A crew of convicted Florida drug smugglers, a Virginia judge who set some of them free and a Tennessee representative outraged by that judicial action were the subjects last week of a congressional hearing on drug laws and a high-profile campaign appearance for Virginia's attorney general, J. Marshall Coleman.
"Illegal drug trafficking and the problems associated with it have hit Virginia with full force," said Coleman, the Republican nominee for governor, who took time off from campaign barbecues to testify before a House committee and a battery of television cameras. "Virginia needs your help."
Coleman was one of four witnesses from as many states who told the Select Committee on Narcotics Abuse and Control that local law enforecement officials are losing the war against drug smuggling. They placed much of the blame for that failing effort on lenient federal laws and inadequate bails.
"Terms of three to five years for drug trafficking are worth the risk when the money stakes are so high," said Jim Smith, Florida's attorney general, who said his state has the country's most severe drug smuggling problem.
The impetus for the hearing was a controversial ruling recently by Virginia Circuit Court Judge John R. Snoddy Jr. to free three men convicted in the biggest drug smuggling case in Virginia history. Rep. Robin L. Beard, a Republican from Tennessee, called the early release "the most blatant example of judicial leniency" he had seen in a major drug case.
"I am appalled by (the) obvious abuses of judicial discretion," Beard said in opening last week's hearing.
According to a National Law Journal study released earlier this year, huge disparities exist from state to state in the length of time served in prison for the same offenses. In the case of drug violation laws, according to witnesses at the hearing last week, those differences can scare drug smugglers away from some states, while attracting them to others.
In Florida, where 40 percent of all recreational drugs enter the United States, according to Drug Enforcement Administration estimates, the legislature recently passed one of the strictest anti-smuggling laws in the country. As a result, Smith said, some smugglers have begun looking for other ports of entry.

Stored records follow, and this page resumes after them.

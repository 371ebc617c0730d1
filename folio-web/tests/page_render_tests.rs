use folio_content::{Lang, catalogue};
use folio_web::app::render_route;
use folio_web::components::{Footer, Navbar};
use folio_web::i18n::LanguageProvider;
use folio_web::router::Route;
use futures::executor::block_on;
use yew::prelude::*;
use yew::{Callback, LocalServerRenderer};

#[derive(Properties, PartialEq)]
struct HarnessProps {
    lang: Lang,
    children: Html,
}

#[function_component(Harness)]
fn harness(p: &HarnessProps) -> Html {
    html! {
        <LanguageProvider initial={Some(p.lang)}>
            { p.children.clone() }
        </LanguageProvider>
    }
}

fn render(lang: Lang, body: Html) -> String {
    let props = HarnessProps {
        lang,
        children: body,
    };
    block_on(LocalServerRenderer::<Harness>::with_props(props).render())
}

fn render_page(lang: Lang, route: Route) -> String {
    render(lang, render_route(route, &Callback::noop()))
}

/// Text nodes come back HTML-escaped from the server renderer, so copy
/// containing `&` (e.g. "Tools & Others") must be compared escaped.
fn escaped(text: &str) -> String {
    text.replace('&', "&amp;")
        .replace('<', "&lt;")
        .replace('>', "&gt;")
}

#[test]
fn home_page_renders_hero_in_both_languages() {
    for lang in [Lang::En, Lang::Fa] {
        let hero = &catalogue(lang).hero;
        let html = render_page(lang, Route::Home);
        assert!(html.contains(&escaped(&hero.greeting)));
        assert!(html.contains(&escaped(&hero.name)));
        assert!(html.contains(&escaped(&hero.title)));
        assert!(html.contains(&escaped(&hero.cta)));
        for stat in &hero.stats {
            assert!(html.contains(&escaped(&stat.value)));
        }
    }
}

#[test]
fn about_page_renders_achievements_and_timeline() {
    for lang in [Lang::En, Lang::Fa] {
        let about = &catalogue(lang).about;
        let html = render_page(lang, Route::About);
        assert!(html.contains(&escaped(&about.title)));
        assert!(html.contains(&escaped(&about.subtitle)));
        assert!(html.contains(&escaped(&about.summary)));
        for item in &about.achievements_list {
            assert!(html.contains(&escaped(&item.title)));
        }
        for entry in &about.experience_list {
            assert!(html.contains(&escaped(&entry.company)));
            assert!(html.contains(&escaped(&entry.period)));
        }
    }
}

#[test]
fn about_timeline_rail_follows_direction() {
    let en = render_page(Lang::En, Route::About);
    assert!(en.contains("rail-left"));
    assert!(en.contains("margin-left:48px"));

    let fa = render_page(Lang::Fa, Route::About);
    assert!(fa.contains("rail-right"));
    assert!(fa.contains("margin-right:48px"));
}

#[test]
fn projects_page_renders_every_project_and_filter() {
    for lang in [Lang::En, Lang::Fa] {
        let projects = &catalogue(lang).projects;
        let html = render_page(lang, Route::Projects);
        assert!(html.contains(&escaped(&projects.title)));
        assert!(html.contains(&escaped(&projects.subtitle)));
        assert!(html.contains(&escaped(&projects.filters.all)));
        assert!(html.contains(&escaped(&projects.filters.healthcare)));
        for project in &projects.list {
            assert!(html.contains(&escaped(&project.title)), "missing {}", project.id);
            assert!(html.contains(&escaped(&project.category_label)));
        }
    }
}

#[test]
fn skills_page_renders_groups_and_chips() {
    for lang in [Lang::En, Lang::Fa] {
        let skills = &catalogue(lang).skills;
        let html = render_page(lang, Route::Skills);
        assert!(html.contains(&escaped(&skills.categories.frontend)));
        assert!(html.contains(&escaped(&skills.categories.frameworks)));
        assert!(html.contains(&escaped(&skills.categories.styling)));
        assert!(html.contains(&escaped(&skills.categories.tools)));
        assert!(html.contains(&escaped(&skills.other)));
        assert!(html.contains("React"));
        assert!(html.contains("TailwindCSS"));
        assert!(html.contains("REST API"));
    }
}

#[test]
fn contact_page_renders_info_and_form() {
    for lang in [Lang::En, Lang::Fa] {
        let contact = &catalogue(lang).contact;
        let html = render_page(lang, Route::Contact);
        assert!(html.contains(&escaped(&contact.badge)));
        assert!(html.contains(&escaped(&contact.form.send)));
        assert!(html.contains(&escaped(&contact.location_value)));
        assert!(html.contains("09376228320"));
        assert!(html.contains("hidarshoja@gmail.com"));
    }
}

#[test]
fn contact_page_lists_every_channel() {
    let html = render_page(Lang::En, Route::Contact);
    // Phone carries the alternate number as a sub-line.
    assert!(html.contains("09232996418"));
    assert!(html.contains("linkedin.com/in/hidar-shoja"));
    assert!(html.contains("Telegram"));
    assert!(html.contains("@H_programmer"));
    assert!(html.contains("https://t.me/H_programmer"));
    assert!(html.contains("Rubika"));
    assert!(html.contains("@hidar_shoja_programer"));
    assert!(html.contains("https://rubika.ir/hidar_shoja_programer"));
}

#[test]
fn contact_hover_shift_flips_with_direction() {
    let en = render_page(Lang::En, Route::Contact);
    assert!(en.contains("--hover-shift:10px"));

    let fa = render_page(Lang::Fa, Route::Contact);
    assert!(fa.contains("--hover-shift:-10px"));
}

#[test]
fn not_found_page_renders_message() {
    for lang in [Lang::En, Lang::Fa] {
        let copy = &catalogue(lang).not_found;
        let html = render_page(lang, Route::NotFound);
        assert!(html.contains("404"));
        assert!(html.contains(&escaped(&copy.title)));
        assert!(html.contains(&escaped(&copy.back_home)));
    }
}

#[test]
fn navbar_renders_links_toggle_and_skip_link() {
    for lang in [Lang::En, Lang::Fa] {
        let nav = &catalogue(lang).nav;
        let html = render(
            lang,
            html! { <Navbar current={Route::About} on_navigate={Callback::noop()} /> },
        );
        for label in [&nav.home, &nav.about, &nav.projects, &nav.skills, &nav.contact] {
            assert!(html.contains(&escaped(label)));
        }
        assert!(html.contains(&escaped(&nav.toggle_label)));
        assert!(html.contains(&escaped(&nav.skip_to_content)));
        assert!(html.contains("aria-current=\"page\""));
    }
}

#[test]
fn navbar_menu_enters_from_the_trailing_edge() {
    let en = render(
        Lang::En,
        html! { <Navbar current={Route::Home} on_navigate={Callback::noop()} /> },
    );
    assert!(en.contains("translateX(320px)"));

    let fa = render(
        Lang::Fa,
        html! { <Navbar current={Route::Home} on_navigate={Callback::noop()} /> },
    );
    assert!(fa.contains("translateX(-320px)"));
}

#[test]
fn footer_renders_brand_and_copyright() {
    for lang in [Lang::En, Lang::Fa] {
        let cat = catalogue(lang);
        let html = render(lang, html! { <Footer /> });
        assert!(html.contains(&escaped(&cat.nav.brand_first)));
        assert!(html.contains(&escaped(&cat.footer.year)));
        assert!(html.contains(&escaped(&cat.footer.made_with)));
    }
}

#[function_component(DefaultHarness)]
fn default_harness() -> Html {
    // No `initial` prop: the provider reads the stored preference.
    html! {
        <LanguageProvider>
            { render_route(Route::Home, &Callback::noop()) }
        </LanguageProvider>
    }
}

#[test]
fn provider_without_saved_preference_renders_persian() {
    folio_web::i18n::testing::clear();
    let html = block_on(LocalServerRenderer::<DefaultHarness>::new().render());
    assert!(html.contains(&escaped(&catalogue(Lang::Fa).hero.greeting)));
}

#[test]
fn provider_adopts_a_saved_english_preference() {
    folio_web::i18n::testing::store_value("en");
    let html = block_on(LocalServerRenderer::<DefaultHarness>::new().render());
    assert!(html.contains(&escaped(&catalogue(Lang::En).hero.greeting)));
    folio_web::i18n::testing::clear();
}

"Since the state of Florida has implemented effective drug enforcement measures, we are seeing a rapid increase in illegal drug traffic further up the coast," confirmed Coleman.
Two weeks ago, Coleman said, Virginia state police seized 15,000 pounds of marijuana in a farmhouse near the James River. Last December, a Panamanian vessel with about 20 tons of marijuana aboard ran aground at the mouth of the York River. In 1978, five men were convicted of bringing 13,000 pounds of marijuana and $1.7 million is cash ashore at the James River.
It was that 1978 case, master minded by two Florida men, according to police, that resulted in the flap between Judge Snoddy, Coleman and Representative Beard. The five men involved in the incident all pleaded guilty and received stiff sentences ranging from 10 to 25 years from Judge Snoddy. But last month it was learned that Snoddy had freed three of the convicts after they had served sentences of five, six and 13 months.
Coleman angrily charged that a "secret system of justice" had led to the releases. He petitioned the Virginia Supreme Court, arguing that only the parole board, and not Snoddy, has the right to reduce sentences. The case is scheduled to be heard by the court this week.
Snoddy, who was not represented at last week's hearing, has remained silent on the case. But his supporters argue that judicial orders freeing prisoners are common practice in southside Virginia.